According to the WHO, cholera is an acute diarrhoeal disease infection caused by ingestion of food or water contaminated with the bacterium Vibrio cholerae. The disease can kill within hours if left untreated. Researchers estimate that each year there are 1.3 to 4.0 million cases of cholera, and 21 000 to 143 000 deaths worldwide.
During the 19th century, cholera spread across the world from its original reservoir in the Ganges in India. The WHO reports that cholera is still prevalent in countries such as China, India, Nigeria and 1.4 billion people worldwide are still at risk. Cholera can be treated successfully through administration of oral rehydration solution (ORS).
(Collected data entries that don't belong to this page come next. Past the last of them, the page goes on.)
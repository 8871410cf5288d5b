//! Fixed capacity traversal stack, indexed by octree scale rather than by push order.

/// A parent voxel saved while traversal descends below it.
#[derive(Default, Clone, Copy, Debug, PartialEq)]
pub struct StackEntry {
    /// Index of the parent node in the compiled node array.
    pub parent: u32,
    /// The active span's `t_max` when the parent was left.
    pub t_max: f32,
}

/// A stack data structure implemented on the stack with fixed capacity.
///
/// Unlike a regular stack, entries are addressed by scale: descending from scale `s` writes
/// slot `s`, and popping to a common ancestor at scale `s` reads slot `s` directly, skipping any
/// entries in between. Stale entries below the current scale are simply overwritten by later
/// descents, so the stack never needs to be cleared and never allocates.
#[derive(Clone, Copy)]
pub struct ScaleStack<const STACK_SIZE: usize> {
    data: [StackEntry; STACK_SIZE],
}

impl<const STACK_SIZE: usize> Default for ScaleStack<STACK_SIZE> {
    fn default() -> Self {
        Self {
            data: [StackEntry::default(); STACK_SIZE],
        }
    }
}

impl<const STACK_SIZE: usize> ScaleStack<STACK_SIZE> {
    /// Saves `parent` and `t_max` for `scale`, replacing whatever was stored there.
    ///
    /// # Panics
    /// Panics if `scale` is not below `STACK_SIZE`.
    #[inline(always)]
    pub fn write(&mut self, scale: usize, parent: u32, t_max: f32) {
        self.data[scale] = StackEntry { parent, t_max };
    }

    /// Returns the entry last written for `scale`.
    ///
    /// # Panics
    /// Panics if `scale` is not below `STACK_SIZE`.
    #[inline(always)]
    pub fn read(&self, scale: usize) -> StackEntry {
        self.data[scale]
    }
}
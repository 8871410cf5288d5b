use thiserror::Error;

/// Errors reported by the fallible octree constructors and builders.
#[derive(Error, Debug, Clone, Copy, PartialEq, Eq)]
pub enum OctreeError {
    #[error("octree depth {depth} is outside of 1..={max}")]
    InvalidDepth { depth: u32, max: u32 },

    #[error("cell ({x}, {y}, {z}) is outside of an octree with side {side}")]
    CoordinateOutOfRange { x: u32, y: u32, z: u32, side: u32 },
}
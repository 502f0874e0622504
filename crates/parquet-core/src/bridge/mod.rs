//! Bridge between the fault convention of this library and the status-code
//! convention of the underlying I/O library.
//!
//! Every crossing goes through one of three functions:
//!
//! - [`throw_not_ok`]: a failed status becomes a [`ParquetException`] whose
//!   message is `"Arrow error: " + description`.
//! - [`catch_not_ok`]: a [`ParquetException`], returned as `Err` or unwound as
//!   a panic payload, becomes an `IOError` status carrying the fault's message.
//!   Panics with any other payload keep unwinding.
//! - [`ignore_not_ok`]: a status is discarded on purpose.
//!
//! Converted faults always land in the I/O error category, whatever their
//! [`FaultKind`](crate::errors::FaultKind). The `parquet_*_not_ok!` macros are
//! call-site sugar over these functions.
//!
//! [`ParquetException`]: crate::errors::ParquetException

pub mod convert;
pub mod macros;
pub mod status;

pub use convert::{catch_not_ok, ignore_not_ok, raise, raise_eof, raise_nyi, throw_not_ok};
pub use status::ArrowStatus;
//! Field names recorded on bridge events.
//!
//! Shared so log queries and tests match the names the bridge emits.

/// Error code of the fault, e.g. `ARROW_ERROR`.
pub const ERROR_CODE: &str = "error_code";

/// Message of the fault being raised or converted.
pub const FAULT: &str = "fault";

/// Description of a status being discarded.
pub const STATUS: &str = "status";
//! Logging configuration.

use serde::{Deserialize, Serialize};

/// Default `EnvFilter` directive when neither `PARQUET_LOG` nor the config sets one.
pub const DEFAULT_FILTER: &str = "parquet=info";

/// Output format of the `fmt` layer.
#[derive(Debug, Clone, Copy, PartialEq, Eq, Serialize, Deserialize, Default)]
#[serde(rename_all = "lowercase")]
pub enum LogFormat {
    #[default]
    Full,
    Compact,
}

impl std::str::FromStr for LogFormat {
    type Err = String;

    fn from_str(s: &str) -> Result<Self, Self::Err> {
        match s.to_ascii_lowercase().as_str() {
            "full" => Ok(LogFormat::Full),
            "compact" => Ok(LogFormat::Compact),
            other => Err(format!("unknown log format '{other}'")),
        }
    }
}

/// Configuration for the tracing subscriber.
#[derive(Debug, Clone, Serialize, Deserialize, Default)]
#[serde(default)]
pub struct LoggingConfig {
    /// `EnvFilter` directive, e.g. `parquet=debug`. Default: `parquet=info`.
    pub filter: Option<String>,
    /// Output format. Default: full.
    pub format: Option<LogFormat>,
    /// Include the event target. Default: true.
    pub with_target: Option<bool>,
    /// Include thread ids. Default: true.
    pub with_thread_ids: Option<bool>,
    /// Include source file and line. Default: true.
    pub with_file_and_line: Option<bool>,
}

impl LoggingConfig {
    pub fn effective_filter(&self) -> &str {
        self.filter.as_deref().unwrap_or(DEFAULT_FILTER)
    }

    pub fn effective_format(&self) -> LogFormat {
        self.format.unwrap_or_default()
    }

    pub fn effective_with_target(&self) -> bool {
        self.with_target.unwrap_or(true)
    }

    pub fn effective_with_thread_ids(&self) -> bool {
        self.with_thread_ids.unwrap_or(true)
    }

    pub fn effective_with_file_and_line(&self) -> bool {
        self.with_file_and_line.unwrap_or(true)
    }
}
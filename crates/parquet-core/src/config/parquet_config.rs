//! Top-level configuration with layered resolution.

use std::path::Path;

use serde::{Deserialize, Serialize};
use tracing_subscriber::EnvFilter;

use super::LoggingConfig;
use crate::errors::ConfigError;
use crate::tracing::LOG_ENV_VAR;

/// Name of the project config file looked up by [`ParquetConfig::load`].
pub const CONFIG_FILE_NAME: &str = "parquet.toml";

/// Top-level configuration aggregating all sub-configs.
///
/// Resolution order (highest priority first):
/// 1. Environment variables (`PARQUET_LOG`, `PARQUET_LOG_FORMAT`,
///    `PARQUET_LOG_THREAD_IDS`, `PARQUET_LOG_FILE_LINE`)
/// 2. Project config (`parquet.toml` in the given root)
/// 3. Compiled defaults
#[derive(Debug, Clone, Serialize, Deserialize, Default)]
#[serde(default)]
pub struct ParquetConfig {
    pub logging: LoggingConfig,
}

impl ParquetConfig {
    /// Load configuration with layered resolution, then validate it.
    pub fn load(root: &Path) -> Result<Self, ConfigError> {
        let mut config = Self::default();

        let project_config_path = root.join(CONFIG_FILE_NAME);
        if project_config_path.exists() {
            Self::merge_toml_file(&mut config, &project_config_path)?;
        }

        Self::apply_env_overrides(&mut config);

        Self::validate(&config)?;

        Ok(config)
    }

    /// Load configuration from a TOML string (for testing).
    pub fn from_toml(toml_str: &str) -> Result<Self, ConfigError> {
        let config: Self = toml::from_str(toml_str).map_err(|e| ConfigError::ParseError {
            path: "<string>".to_string(),
            message: e.to_string(),
        })?;
        Self::validate(&config)?;
        Ok(config)
    }

    /// Validate the configuration values.
    pub fn validate(config: &ParquetConfig) -> Result<(), ConfigError> {
        if let Some(ref filter) = config.logging.filter {
            if let Err(e) = EnvFilter::try_new(filter) {
                return Err(ConfigError::ValidationFailed {
                    field: "logging.filter".to_string(),
                    message: e.to_string(),
                });
            }
        }
        Ok(())
    }

    /// Merge a TOML file into the existing config.
    /// Unknown keys are silently ignored (forward-compatible).
    fn merge_toml_file(config: &mut ParquetConfig, path: &Path) -> Result<(), ConfigError> {
        let content = std::fs::read_to_string(path).map_err(|_| ConfigError::FileNotFound {
            path: path.display().to_string(),
        })?;

        let file_config: ParquetConfig =
            toml::from_str(&content).map_err(|e| ConfigError::ParseError {
                path: path.display().to_string(),
                message: e.to_string(),
            })?;

        Self::merge(config, &file_config);
        Ok(())
    }

    /// Merge `other` into `base`; `other` wins only where it has a `Some` value.
    fn merge(base: &mut ParquetConfig, other: &ParquetConfig) {
        if other.logging.filter.is_some() {
            base.logging.filter = other.logging.filter.clone();
        }
        if other.logging.format.is_some() {
            base.logging.format = other.logging.format;
        }
        if other.logging.with_target.is_some() {
            base.logging.with_target = other.logging.with_target;
        }
        if other.logging.with_thread_ids.is_some() {
            base.logging.with_thread_ids = other.logging.with_thread_ids;
        }
        if other.logging.with_file_and_line.is_some() {
            base.logging.with_file_and_line = other.logging.with_file_and_line;
        }
    }

    /// Apply environment variable overrides.
    /// Unparseable values are ignored.
    fn apply_env_overrides(config: &mut ParquetConfig) {
        if let Ok(val) = std::env::var(LOG_ENV_VAR) {
            if EnvFilter::try_new(&val).is_ok() {
                config.logging.filter = Some(val);
            }
        }
        if let Ok(val) = std::env::var("PARQUET_LOG_FORMAT") {
            if let Ok(v) = val.parse() {
                config.logging.format = Some(v);
            }
        }
        if let Ok(val) = std::env::var("PARQUET_LOG_THREAD_IDS") {
            if let Ok(v) = val.parse::<bool>() {
                config.logging.with_thread_ids = Some(v);
            }
        }
        if let Ok(val) = std::env::var("PARQUET_LOG_FILE_LINE") {
            if let Ok(v) = val.parse::<bool>() {
                config.logging.with_file_and_line = Some(v);
            }
        }
    }
}
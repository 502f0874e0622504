//! Call-site macros over the bridge functions.

/// Evaluate a status expression and raise it with `?` if it failed.
/// Usable in any function returning [`parquet_core::Result`](crate::Result)
/// or another `Result` whose error converts from `ParquetException`.
#[macro_export]
macro_rules! parquet_throw_not_ok {
    ($status:expr) => {
        $crate::bridge::throw_not_ok($status)?
    };
}

/// Evaluate a fault-raising expression inside a status-returning function.
/// On fault, returns the converted I/O error status from the enclosing
/// function; otherwise yields the expression's `Ok` value.
///
/// The expression runs inside a closure, so `?` in it targets the expression
/// itself and `return` leaves only the expression.
#[macro_export]
macro_rules! parquet_catch_not_ok {
    ($body:expr) => {
        match $crate::bridge::catch_not_ok(|| $body) {
            ::std::result::Result::Ok(value) => value,
            ::std::result::Result::Err(status) => return status,
        }
    };
}

/// Discard a status expression on purpose.
#[macro_export]
macro_rules! parquet_ignore_not_ok {
    ($status:expr) => {
        $crate::bridge::ignore_not_ok($status)
    };
}
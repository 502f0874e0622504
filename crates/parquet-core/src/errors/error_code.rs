//! ParquetErrorCode trait for diagnostics.

/// Structured error code attached to every error type in the core.
/// Codes are used in logs; they never change how a fault is converted
/// into a status.
pub trait ParquetErrorCode {
    /// Returns the error code string (e.g., "END_OF_STREAM").
    fn error_code(&self) -> &'static str;

    /// Returns the formatted string: `[ERROR_CODE] message`.
    fn coded_string(&self) -> String
    where
        Self: std::fmt::Display,
    {
        format!("[{}] {}", self.error_code(), self)
    }
}

// Error code constants.
pub const PARQUET_ERROR: &str = "PARQUET_ERROR";
pub const END_OF_STREAM: &str = "END_OF_STREAM";
pub const NOT_IMPLEMENTED: &str = "NOT_IMPLEMENTED";
pub const ARROW_ERROR: &str = "ARROW_ERROR";
pub const CONFIG_ERROR: &str = "CONFIG_ERROR";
The icddr,b was founded in 1960 by the US as a Cholera Research Laboratory. According to the New York Times, research hospitals were built in friendly countries to save lives locally and to look out for diseases that might threaten America. The icddr,b mission statement says they are are committed to solving public health problems facing low- and middle-income countries through innovative scientific research.
Even with an effective cure and three types of vaccinations, cholera still takes many lives around the world. Those in developing countries cannot afford the vaccination or the cure. The root of the problem lies in a lack of safe water and adequate sanitation. Diseases in smaller, less developed countries must be taken as seriously as those in large, industrialized ones.